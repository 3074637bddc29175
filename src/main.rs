use std::path::{Path, PathBuf};

use clap::Parser;
use rayon::prelude::*;

use notify_offenses::assembler::LineAssembler;
use notify_offenses::cli::{Cli, ColorChoice};
use notify_offenses::config::{Config, ConfigLoader, FileConfigLoader};
use notify_offenses::finder::{OffenseFinder, PreparedOffenses};
use notify_offenses::model::OffendingFile;
use notify_offenses::output::{ColorMode, OutputFormat, render};
use notify_offenses::reporter::Reporter;
use notify_offenses::rules::RuleSet;
use notify_offenses::scanner::{DirectoryScanner, FileScanner, GlobFilter};
use notify_offenses::{EXIT_CONFIG_ERROR, EXIT_OFFENSES_FOUND, EXIT_SUCCESS};

const fn color_choice_to_mode(choice: ColorChoice) -> ColorMode {
    match choice {
        ColorChoice::Auto => ColorMode::Auto,
        ColorChoice::Always => ColorMode::Always,
        ColorChoice::Never => ColorMode::Never,
    }
}

fn main() {
    let cli = Cli::parse();

    let exit_code = match run(&cli) {
        Ok(code) => code,
        Err(e) => {
            eprintln!("Error: {e}");
            EXIT_CONFIG_ERROR
        }
    };

    std::process::exit(exit_code);
}

fn run(cli: &Cli) -> notify_offenses::Result<i32> {
    // 1. Load configuration and apply CLI overrides
    let mut config = load_config(cli.config.as_deref(), cli.no_config)?;
    apply_cli_overrides(&mut config, cli);

    // 2. Discover files to scan
    let files = discover_files(cli, &config)?;
    if cli.verbose > 0 {
        eprintln!("Scanning {} file(s)", files.len());
        if cli.verbose > 1 {
            for file in &files {
                eprintln!("  {}", file.display());
            }
        }
    }

    // 3. Compile the user rule overlay once for the whole batch
    let rules = RuleSet::builtin();
    let finder = OffenseFinder::new(rules, config.force, config.override_builtin);
    let prepared = (!config.offenses.is_empty()).then(|| finder.prepare(&config.offenses));
    if let Some(ref prepared) = prepared {
        for warning in &prepared.warnings {
            eprintln!("Warning: {warning}");
        }
    }

    // 4. Scan each file (parallel; the result model keeps discovery order)
    let assembler = LineAssembler::new(config.tabwidth, config.cleaner);
    let assembled = assemble_files(&files, &assembler, &finder, prepared.as_ref());

    // 5. Render and report
    let color_mode = color_choice_to_mode(cli.color);
    let reporter = Reporter::new(cli.quiet);

    let console_output = render_with(config.stout, &assembled, color_mode)?;
    reporter.console(&console_output);

    if config.save {
        // The file report keeps its decoration even without a terminal.
        let file_output = render_with(config.output, &assembled, ColorMode::Always)?;
        reporter.save(config.dest.as_deref(), &file_output)?;
    }

    // 6. Exit code reflects whether anything was found
    let total: usize = assembled.iter().map(OffendingFile::total_offenses).sum();
    if total > 0 {
        Ok(EXIT_OFFENSES_FOUND)
    } else {
        Ok(EXIT_SUCCESS)
    }
}

fn load_config(config_path: Option<&Path>, no_config: bool) -> notify_offenses::Result<Config> {
    if no_config {
        return Ok(Config::default());
    }

    let loader = FileConfigLoader::new();
    config_path.map_or_else(|| loader.load(), |path| loader.load_from_path(path))
}

fn apply_cli_overrides(config: &mut Config, cli: &Cli) {
    if cli.force {
        config.force = true;
    }
    if cli.no_force {
        config.force = false;
    }
    if cli.override_builtin {
        config.override_builtin = true;
    }
    if let Some(tabwidth) = cli.tabwidth {
        config.tabwidth = tabwidth;
    }
    if let Some(cleaner) = cli.cleaner {
        config.cleaner = cleaner;
    }
    if let Some(stout) = cli.stout {
        config.stout = stout;
    }
    if let Some(output) = cli.output {
        config.output = output;
    }
    if cli.save {
        config.save = true;
    }
    if let Some(ref dest) = cli.dest {
        config.dest = Some(dest.clone());
    }
    if let Some(ref ext) = cli.ext {
        config.extensions = ext.clone();
    }
    config.exclude.extend(cli.exclude.iter().cloned());
}

fn discover_files(cli: &Cli, config: &Config) -> notify_offenses::Result<Vec<PathBuf>> {
    let filter = GlobFilter::new(config.extensions.clone(), &config.exclude)?;
    let scanner = DirectoryScanner::new(filter);

    let mut all_files = Vec::new();
    for path in &cli.paths {
        if !path.exists() {
            eprintln!("Warning: source path \"{}\" not found", path.display());
            continue;
        }
        all_files.extend(scanner.scan(path)?);
    }
    Ok(all_files)
}

fn assemble_files(
    files: &[PathBuf],
    assembler: &LineAssembler,
    finder: &OffenseFinder,
    prepared: Option<&PreparedOffenses>,
) -> Vec<OffendingFile> {
    files
        .par_iter()
        .filter_map(|path| match std::fs::read_to_string(path) {
            Ok(data) => Some(assembler.assemble(
                &path.to_string_lossy(),
                &data,
                finder,
                prepared,
            )),
            Err(e) => {
                eprintln!(
                    "Warning: source file \"{}\" skipped: {e}",
                    path.display()
                );
                None
            }
        })
        .collect()
}

fn render_with(
    format: OutputFormat,
    files: &[OffendingFile],
    color: ColorMode,
) -> notify_offenses::Result<String> {
    let mut formatter = format.formatter(color);
    render(files, formatter.as_mut())
}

=== What you will do ===
Check every line above for the string "source", and copy the ones that have it.

=== Finished exercise ===
            eprintln!("Warning: source path \"{}\" not found", path.display());
                    "Warning: source file \"{}\" skipped: {e}",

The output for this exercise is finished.